[Opening Materials provided section]

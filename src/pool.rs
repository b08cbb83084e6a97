//! Slab pool for element records.
//!
//! Each scheme owns one `ElementPool` for its record type. Records are handed
//! out in contiguous runs (one run per child-enumeration or boundary call) and
//! released as a run; a released run is reused by the next request of the
//! same length, so families never fragment the pool. Runs are addressed by
//! [`ElementRun`] handles rather than references, so the slab may grow
//! without invalidating them.

use hashbrown::HashMap;

use crate::config::SchemeConfig;
use crate::eclass::ElementClass;
use crate::scheme_error::SchemeError;

/// Handle to a contiguous run of records in an [`ElementPool`].
#[derive(Clone, Copy, Debug, PartialEq, Eq, Hash)]
pub struct ElementRun {
    class: ElementClass,
    start: u32,
    len: u32,
}

impl ElementRun {
    /// Class of the pool the run belongs to.
    pub fn class(&self) -> ElementClass {
        self.class
    }

    pub fn len(&self) -> usize {
        self.len as usize
    }

    pub fn is_empty(&self) -> bool {
        self.len == 0
    }

    fn range(&self) -> std::ops::Range<usize> {
        let start = self.start as usize;
        start..start + self.len as usize
    }

    fn invalid(&self, class: ElementClass) -> SchemeError {
        SchemeError::InvalidHandle {
            class,
            start: self.start,
            len: self.len,
        }
    }
}

/// Fixed-block arena of records of one element class.
#[derive(Debug, Clone)]
pub struct ElementPool<E> {
    class: ElementClass,
    slots: Vec<E>,
    block_size: usize,
    capacity: Option<usize>,
    /// start -> len of every run currently handed out
    live: HashMap<u32, u32>,
    /// len -> starts of released runs
    free: HashMap<u32, Vec<u32>>,
    live_records: usize,
}

impl<E: Copy + Default> ElementPool<E> {
    pub fn new(class: ElementClass, config: &SchemeConfig) -> Self {
        Self {
            class,
            slots: Vec::new(),
            block_size: config.pool_block_size.max(1),
            capacity: config.pool_capacity,
            live: HashMap::new(),
            free: HashMap::new(),
            live_records: 0,
        }
    }

    pub fn class(&self) -> ElementClass {
        self.class
    }

    /// Records currently handed out.
    pub fn live_records(&self) -> usize {
        self.live_records
    }

    /// Records held by the slab, live or released.
    pub fn reserved_records(&self) -> usize {
        self.slots.len()
    }

    /// Hands out `len` contiguous default-initialised records.
    pub fn alloc(&mut self, len: usize) -> Result<ElementRun, SchemeError> {
        let run_len = u32::try_from(len).map_err(|_| self.exhausted(len))?;
        if run_len == 0 {
            return Ok(ElementRun {
                class: self.class,
                start: 0,
                len: 0,
            });
        }

        if let Some(start) = self.free.get_mut(&run_len).and_then(Vec::pop) {
            let run = ElementRun {
                class: self.class,
                start,
                len: run_len,
            };
            self.slots[run.range()].fill(E::default());
            log::trace!("{}: reusing run of {len} records at {start}", self.class);
            return Ok(self.track(run));
        }

        let end = self.slots.len() + len;
        if let Some(capacity) = self.capacity {
            if end > capacity {
                let err = self.exhausted(len);
                log::error!("{err}");
                return Err(err);
            }
        }
        let start = u32::try_from(self.slots.len()).map_err(|_| self.exhausted(len))?;
        if end > self.slots.capacity() {
            let blocks = (end - self.slots.capacity()).div_ceil(self.block_size);
            let mut grow = blocks * self.block_size;
            if let Some(capacity) = self.capacity {
                grow = grow.min(capacity - self.slots.len());
            }
            log::trace!("{}: growing pool by {grow} records", self.class);
            self.slots.reserve_exact(grow);
        }
        self.slots.resize(end, E::default());
        Ok(self.track(ElementRun {
            class: self.class,
            start,
            len: run_len,
        }))
    }

    /// Releases a run handed out by [`alloc`](Self::alloc).
    pub fn free(&mut self, run: ElementRun) -> Result<(), SchemeError> {
        if run.is_empty() && run.class == self.class {
            return Ok(());
        }
        if run.class != self.class || self.live.get(&run.start) != Some(&run.len) {
            log::warn!(
                "{}: release of unknown run (start {}, len {})",
                self.class,
                run.start,
                run.len
            );
            return Err(run.invalid(self.class));
        }
        self.live.remove(&run.start);
        self.live_records -= run.len();
        self.free.entry(run.len).or_default().push(run.start);
        Ok(())
    }

    pub fn get(&self, run: ElementRun) -> Result<&[E], SchemeError> {
        self.check(run)?;
        Ok(&self.slots[run.range()])
    }

    pub fn get_mut(&mut self, run: ElementRun) -> Result<&mut [E], SchemeError> {
        self.check(run)?;
        Ok(&mut self.slots[run.range()])
    }

    /// Drops every record and run at once.
    pub fn clear(&mut self) {
        self.slots.clear();
        self.live.clear();
        self.free.clear();
        self.live_records = 0;
    }

    fn track(&mut self, run: ElementRun) -> ElementRun {
        self.live.insert(run.start, run.len);
        self.live_records += run.len();
        run
    }

    fn check(&self, run: ElementRun) -> Result<(), SchemeError> {
        let live = run.is_empty() || self.live.get(&run.start) == Some(&run.len);
        if run.class != self.class || !live {
            return Err(run.invalid(self.class));
        }
        Ok(())
    }

    fn exhausted(&self, requested: usize) -> SchemeError {
        SchemeError::PoolExhausted {
            class: self.class,
            requested,
            live: self.live_records,
            capacity: self.capacity.unwrap_or(u32::MAX as usize),
        }
    }
}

[Closing Materials provided section]

In full and without changes, repeat the listing.

**Answer to the problem**
filename src/pool.rs
repository b08cbb83084e6a97
//! Slab pool for element records.
//!
//! Each scheme owns one `ElementPool` for its record type. Records are handed
//! out in contiguous runs (one run per child-enumeration or boundary call) and
//! released as a run; a released run is reused by the next request of the
//! same length, so families never fragment the pool. Runs are addressed by
//! [`ElementRun`] handles rather than references, so the slab may grow
//! without invalidating them.

use hashbrown::HashMap;

use crate::config::SchemeConfig;
use crate::eclass::ElementClass;
use crate::scheme_error::SchemeError;

/// Handle to a contiguous run of records in an [`ElementPool`].
#[derive(Clone, Copy, Debug, PartialEq, Eq, Hash)]
pub struct ElementRun {
    class: ElementClass,
    start: u32,
    len: u32,
}

impl ElementRun {
    /// Class of the pool the run belongs to.
    pub fn class(&self) -> ElementClass {
        self.class
    }

    pub fn len(&self) -> usize {
        self.len as usize
    }

    pub fn is_empty(&self) -> bool {
        self.len == 0
    }

    fn range(&self) -> std::ops::Range<usize> {
        let start = self.start as usize;
        start..start + self.len as usize
    }

    fn invalid(&self, class: ElementClass) -> SchemeError {
        SchemeError::InvalidHandle {
            class,
            start: self.start,
            len: self.len,
        }
    }
}

/// Fixed-block arena of records of one element class.
#[derive(Debug, Clone)]
pub struct ElementPool<E> {
    class: ElementClass,
    slots: Vec<E>,
    block_size: usize,
    capacity: Option<usize>,
    /// start -> len of every run currently handed out
    live: HashMap<u32, u32>,
    /// len -> starts of released runs
    free: HashMap<u32, Vec<u32>>,
    live_records: usize,
}

impl<E: Copy + Default> ElementPool<E> {
    pub fn new(class: ElementClass, config: &SchemeConfig) -> Self {
        Self {
            class,
            slots: Vec::new(),
            block_size: config.pool_block_size.max(1),
            capacity: config.pool_capacity,
            live: HashMap::new(),
            free: HashMap::new(),
            live_records: 0,
        }
    }

    pub fn class(&self) -> ElementClass {
        self.class
    }

    /// Records currently handed out.
    pub fn live_records(&self) -> usize {
        self.live_records
    }

    /// Records held by the slab, live or released.
    pub fn reserved_records(&self) -> usize {
        self.slots.len()
    }

    /// Hands out `len` contiguous default-initialised records.
    pub fn alloc(&mut self, len: usize) -> Result<ElementRun, SchemeError> {
        let run_len = u32::try_from(len).map_err(|_| self.exhausted(len))?;
        if run_len == 0 {
            return Ok(ElementRun {
                class: self.class,
                start: 0,
                len: 0,
            });
        }

        if let Some(start) = self.free.get_mut(&run_len).and_then(Vec::pop) {
            let run = ElementRun {
                class: self.class,
                start,
                len: run_len,
            };
            self.slots[run.range()].fill(E::default());
            log::trace!("{}: reusing run of {len} records at {start}", self.class);
            return Ok(self.track(run));
        }

        let end = self.slots.len() + len;
        if let Some(capacity) = self.capacity {
            if end > capacity {
                let err = self.exhausted(len);
                log::error!("{err}");
                return Err(err);
            }
        }
        let start = u32::try_from(self.slots.len()).map_err(|_| self.exhausted(len))?;
        if end > self.slots.capacity() {
            let blocks = (end - self.slots.capacity()).div_ceil(self.block_size);
            let mut grow = blocks * self.block_size;
            if let Some(capacity) = self.capacity {
                grow = grow.min(capacity - self.slots.len());
            }
            log::trace!("{}: growing pool by {grow} records", self.class);
            self.slots.reserve_exact(grow);
        }
        self.slots.resize(end, E::default());
        Ok(self.track(ElementRun {
            class: self.class,
            start,
            len: run_len,
        }))
    }

    /// Releases a run handed out by [`alloc`](Self::alloc).
    pub fn free(&mut self, run: ElementRun) -> Result<(), SchemeError> {
        if run.is_empty() && run.class == self.class {
            return Ok(());
        }
        if run.class != self.class || self.live.get(&run.start) != Some(&run.len) {
            log::warn!(
                "{}: release of unknown run (start {}, len {})",
                self.class,
                run.start,
                run.len
            );
            return Err(run.invalid(self.class));
        }
        self.live.remove(&run.start);
        self.live_records -= run.len();
        self.free.entry(run.len).or_default().push(run.start);
        Ok(())
    }

    pub fn get(&self, run: ElementRun) -> Result<&[E], SchemeError> {
        self.check(run)?;
        Ok(&self.slots[run.range()])
    }

    pub fn get_mut(&mut self, run: ElementRun) -> Result<&mut [E], SchemeError> {
        self.check(run)?;
        Ok(&mut self.slots[run.range()])
    }

    /// Drops every record and run at once.
    pub fn clear(&mut self) {
        self.slots.clear();
        self.live.clear();
        self.free.clear();
        self.live_records = 0;
    }

    fn track(&mut self, run: ElementRun) -> ElementRun {
        self.live.insert(run.start, run.len);
        self.live_records += run.len();
        run
    }

    fn check(&self, run: ElementRun) -> Result<(), SchemeError> {
        let live = run.is_empty() || self.live.get(&run.start) == Some(&run.len);
        if run.class != self.class || !live {
            return Err(run.invalid(self.class));
        }
        Ok(())
    }

    fn exhausted(&self, requested: usize) -> SchemeError {
        SchemeError::PoolExhausted {
            class: self.class,
            requested,
            live: self.live_records,
            capacity: self.capacity.unwrap_or(u32::MAX as usize),
        }
    }
}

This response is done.